▸ **WHAT THE TASK ASKS**
How many lines in the records below contain the word "Self"? Give only the number.

##### DATA RECORDS

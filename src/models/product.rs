use chrono::NaiveDateTime;
use diesel::prelude::*;

use crate::domain::product::{
    NewProduct as DomainNewProduct, Product as DomainProduct, ProductPatch,
};
use crate::domain::types::{
    CategoryName, ImageUrl, ProductDescription, ProductName, ProductPrice, ProductStock,
    TypeConstraintError,
};

/// Diesel model representing the `products` table.
#[derive(Debug, Clone, Identifiable, Queryable)]
#[diesel(table_name = crate::schema::products)]
pub struct Product {
    pub id: i32,
    pub name: String,
    pub description: String,
    pub price: f64,
    pub stock: i32,
    pub image_url: Option<String>,
    pub category: String,
    pub is_active: bool,
    pub created_at: NaiveDateTime,
}

/// Insertable form of [`Product`].
#[derive(Debug, Insertable)]
#[diesel(table_name = crate::schema::products)]
pub struct NewProduct {
    pub name: String,
    pub description: String,
    pub price: f64,
    pub stock: i32,
    pub image_url: Option<String>,
    pub category: String,
    pub is_active: bool,
    pub created_at: NaiveDateTime,
}

/// Changeset for partial updates; `None` fields are left out of the `SET` clause.
#[derive(Debug, Default, AsChangeset)]
#[diesel(table_name = crate::schema::products)]
pub struct ProductChangeset {
    pub name: Option<String>,
    pub description: Option<String>,
    pub price: Option<f64>,
    pub stock: Option<i32>,
    pub image_url: Option<Option<String>>,
    pub category: Option<String>,
    pub is_active: Option<bool>,
}

impl TryFrom<Product> for DomainProduct {
    type Error = TypeConstraintError;

    fn try_from(product: Product) -> Result<Self, Self::Error> {
        Ok(Self {
            id: product.id.try_into()?,
            name: ProductName::new(product.name)?,
            description: ProductDescription::new(product.description)?,
            price: ProductPrice::new(product.price)?,
            stock: ProductStock::new(product.stock)?,
            // Blank legacy values read back as "no image".
            image_url: product.image_url.and_then(|url| ImageUrl::new(url).ok()),
            category: CategoryName::new(product.category)?,
            is_active: product.is_active,
            created_at: product.created_at,
        })
    }
}

impl From<DomainNewProduct> for NewProduct {
    fn from(product: DomainNewProduct) -> Self {
        Self {
            name: product.name.into_inner(),
            description: product.description.into_inner(),
            price: product.price.get(),
            stock: product.stock.get(),
            image_url: product.image_url.map(ImageUrl::into_inner),
            category: product.category.into_inner(),
            is_active: product.is_active,
            created_at: product.created_at,
        }
    }
}

impl From<ProductPatch> for ProductChangeset {
    fn from(patch: ProductPatch) -> Self {
        Self {
            name: patch.name.map(ProductName::into_inner),
            description: patch.description.map(ProductDescription::into_inner),
            price: patch.price.map(ProductPrice::get),
            stock: patch.stock.map(ProductStock::get),
            image_url: patch.image_url.map(|url| url.map(ImageUrl::into_inner)),
            category: patch.category.map(CategoryName::into_inner),
            is_active: patch.is_active,
        }
    }
}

##########

▸ **ANSWER TO THIS TASK**
6